The Spirit of Romance: An
attempt to define somewhat the charm of the pre-renaissance
literature of Latin-Europe. (Dent, London, 1910; and
Dutton, New York)
The sonnets and Ballate of
Guido Cavalcanti. (Small, Maynard, Boston,
1912)
Ripostes. (Swift, London, 1912; and Mathews,
London, 1913)
DES IMAGISTES: An anthology of the Imagists,
Ezra Pound, Aldington, Amy Lowell, Ford Maddox Hueffer,
and others
Gaudier-Brzeska: A memoir. (John Lane,
London and New York, 1916)
Noh: A study of the Classical Stage of Japan
with Ernest Fenollosa. (Alfred A. Knopf, New York,
1917; and Macmillan, London, 1917)
Lustra with Earlier Poems. (Alfred A. Knopf,
New York, 1917)
PAVANNES AHD divisions. (Prose. In preparation:
Alfred A. Knopf, New York)
“All talk on modern poetry, by people who know,”

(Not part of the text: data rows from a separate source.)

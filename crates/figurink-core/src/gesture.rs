//! In-progress manipulation gestures.
//!
//! A gesture keeps the committed shapes it started from plus the cursor
//! positions. While the drag runs, the presentation layer draws the originals
//! through [`GesturePreview::affine`]; on release, [`Gesture::commit`] folds the
//! gesture into the shape collection with the same operators single edits use.
//! Cancelling a gesture is dropping it.

use crate::constraints;
use crate::geometry;
use crate::shapes::{Shape, ShapeId};
use crate::snap::{ANGLE_SNAP_INCREMENT, snap_angle};
use crate::transform::{self, Handle};
use crate::viewport::Viewport;
use kurbo::{Affine, Point, Vec2};

/// What the gesture does to its shapes.
#[derive(Debug, Clone, Copy, PartialEq)]
pub enum GestureKind {
    Move,
    /// Rotate around `pivot`, snapping to 15 degree steps when `snap` is set.
    Rotate { pivot: Point, snap: bool },
    /// Drag a handle. Several shapes resize as a group.
    Resize { handle: Handle, lock_aspect: bool },
}

/// Additive transform to draw on top of the committed shapes.
#[derive(Debug, Clone, Copy, PartialEq)]
pub enum GesturePreview {
    Translate(Vec2),
    Rotate { delta: f64, pivot: Point },
    Scale { sx: f64, sy: f64, anchor: Point },
}

impl GesturePreview {
    pub fn affine(&self) -> Affine {
        match *self {
            GesturePreview::Translate(delta) => Affine::translate(delta),
            GesturePreview::Rotate { delta, pivot } => {
                Affine::rotate_about(delta.to_radians(), pivot)
            }
            GesturePreview::Scale { sx, sy, anchor } => {
                Affine::translate(anchor.to_vec2())
                    * Affine::scale_non_uniform(sx, sy)
                    * Affine::translate(-anchor.to_vec2())
            }
        }
    }
}

/// State of an active manipulation.
#[derive(Debug, Clone)]
pub struct Gesture {
    pub kind: GestureKind,
    /// Committed shapes being manipulated.
    pub originals: Vec<Shape>,
    /// Starting point of the drag.
    pub start: Point,
    /// Current point of the drag.
    pub current: Point,
}

impl Gesture {
    pub fn new(kind: GestureKind, originals: Vec<Shape>, start: Point) -> Self {
        Self {
            kind,
            originals,
            start,
            current: start,
        }
    }

    pub fn update(&mut self, cursor: Point) {
        self.current = cursor;
    }

    /// Get the drag delta.
    pub fn delta(&self) -> Vec2 {
        self.current - self.start
    }

    pub fn shape_ids(&self) -> Vec<ShapeId> {
        self.originals.iter().map(|s| s.id).collect()
    }

    /// Rotation swept around `pivot` since the gesture started, in degrees.
    pub fn sweep(&self, pivot: Point, snap: bool) -> f64 {
        let from = self.start - pivot;
        let to = self.current - pivot;
        if from.hypot2() < geometry::EPSILON || to.hypot2() < geometry::EPSILON {
            return 0.0;
        }
        let sweep = (to.atan2() - from.atan2()).to_degrees();
        if snap {
            snap_angle(sweep, ANGLE_SNAP_INCREMENT)
        } else {
            sweep
        }
    }

    /// Whether a manipulated shape is bound to a shape outside the gesture.
    ///
    /// Such shapes are pulled back onto their parents, which no additive
    /// transform can express.
    pub fn is_anchored(&self) -> bool {
        let ids = self.shape_ids();
        self.originals.iter().any(|s| anchored_outside(s, &ids))
    }

    /// Preview transform for the current cursor.
    ///
    /// Vertex drags change shape rather than placement, and anchored shapes
    /// follow their parents; neither has a preview transform, so draw
    /// [`Gesture::apply`] instead.
    pub fn preview(&self) -> Option<GesturePreview> {
        if self.is_anchored() {
            return None;
        }
        match self.kind {
            GestureKind::Move => Some(GesturePreview::Translate(self.delta())),
            GestureKind::Rotate { pivot, snap } => Some(GesturePreview::Rotate {
                delta: self.sweep(pivot, snap),
                pivot,
            }),
            GestureKind::Resize {
                handle: Handle::Corner(corner),
                ..
            } => {
                let before = geometry::bounds_of(&self.originals)?;
                let after = geometry::bounds_of(&self.manipulate(&Viewport::default()))?;
                let sx = if before.width() > geometry::EPSILON {
                    after.width() / before.width()
                } else {
                    1.0
                };
                let sy = if before.height() > geometry::EPSILON {
                    after.height() / before.height()
                } else {
                    1.0
                };
                Some(GesturePreview::Scale {
                    sx,
                    sy,
                    anchor: corner.opposite().of_rect(before),
                })
            }
            GestureKind::Resize {
                handle: Handle::Vertex(_),
                ..
            } => None,
        }
    }

    /// The originals with the gesture applied.
    ///
    /// `shapes` is the committed collection; shapes bound to a parent outside
    /// the gesture are re-anchored on it (see [`constraints::rebind`]).
    pub fn apply(&self, shapes: &[Shape], viewport: &Viewport) -> Vec<Shape> {
        let manipulated = self.manipulate(viewport);
        let ids = self.shape_ids();
        if !manipulated.iter().any(|s| anchored_outside(s, &ids)) {
            return manipulated;
        }
        let context = merged(shapes, &manipulated);
        manipulated
            .iter()
            .map(|s| {
                if anchored_outside(s, &ids) {
                    constraints::rebind(s, &context, viewport)
                } else {
                    s.clone()
                }
            })
            .collect()
    }

    /// Fold the gesture into `shapes` and resolve everything bound to the
    /// manipulated shapes.
    pub fn commit(&self, shapes: &[Shape], viewport: &Viewport) -> Vec<Shape> {
        let applied = self.apply(shapes, viewport);
        log::debug!("Committing {:?} gesture on {} shape(s)", self.kind, applied.len());
        constraints::resolve_all(&merged(shapes, &applied), &self.shape_ids(), viewport)
    }

    fn manipulate(&self, viewport: &Viewport) -> Vec<Shape> {
        match self.kind {
            GestureKind::Move => {
                let delta = self.delta();
                self.originals
                    .iter()
                    .map(|s| transform::translate(s, delta, viewport))
                    .collect()
            }
            GestureKind::Rotate { pivot, snap } => {
                let sweep = self.sweep(pivot, snap);
                self.originals
                    .iter()
                    .map(|s| transform::rotate(s, sweep, Some(pivot), false))
                    .collect()
            }
            GestureKind::Resize {
                handle,
                lock_aspect,
            } => match (handle, self.originals.as_slice()) {
                (_, [single]) => vec![transform::resize(single, handle, self.current, lock_aspect)],
                (Handle::Corner(corner), group) => {
                    transform::resize_group(group, corner, self.current, lock_aspect)
                }
                (Handle::Vertex(_), group) => group.to_vec(),
            },
        }
    }
}

/// Bound to at least one parent that is not among `ids`.
fn anchored_outside(shape: &Shape, ids: &[ShapeId]) -> bool {
    shape
        .binding
        .as_ref()
        .is_some_and(|b| b.parents().iter().any(|p| !ids.contains(p)))
}

/// `shapes` with every shape in `replacements` swapped in by id.
fn merged(shapes: &[Shape], replacements: &[Shape]) -> Vec<Shape> {
    shapes
        .iter()
        .map(|s| {
            replacements
                .iter()
                .find(|r| r.id == s.id)
                .cloned()
                .unwrap_or_else(|| s.clone())
        })
        .collect()
}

wrote Mr. Carl Sandburg in Poetry, “ends
with dragging in Ezra Pound somewhere. He may
be named only to be cursed as wanton and mocker, poseur,
trifler and vagrant. Or he may be classed as
filling a niche today like that of Keats in a preceding
epoch. The point is, he will be mentioned.”
This is a simple statement of fact. But though
Mr. Pound is well known, even having been the victim
of interviews for Sunday papers, it does not follow
that his work is thoroughly known. There are
twenty people who have their opinion of him for every
one who has read his writings with any care. Of
those twenty, there will be some who are shocked,
some who are ruffled, some who are irritated, and
one or two whose sense of dignity is outraged.
The twenty-first critic will probably be one who knows
and admires some of the poems, but who either says:
“Pound is primarily a scholar, a translator,”
or “Pound’s early verse was beautiful;
his later work shows nothing better than the itch for
advertisement, a mischievous desire to be annoying,
or a childish desire to be original.” There
is a third type of reader, rare enough, who has perceived
Mr. Pound for some years, who has followed his career
intelligently, and who recognizes its consistency.
This essay is not written for the first twenty critics
of literature, nor for that rare twenty-second who
has just been mentioned, but for the admirer of a
poem here or there, whose appreciation is capable
of yielding him a larger return. If the reader
is already at the stage where he can maintain at once
the two propositions, “Pound is merely a scholar”
and “Pound is merely a yellow journalist,”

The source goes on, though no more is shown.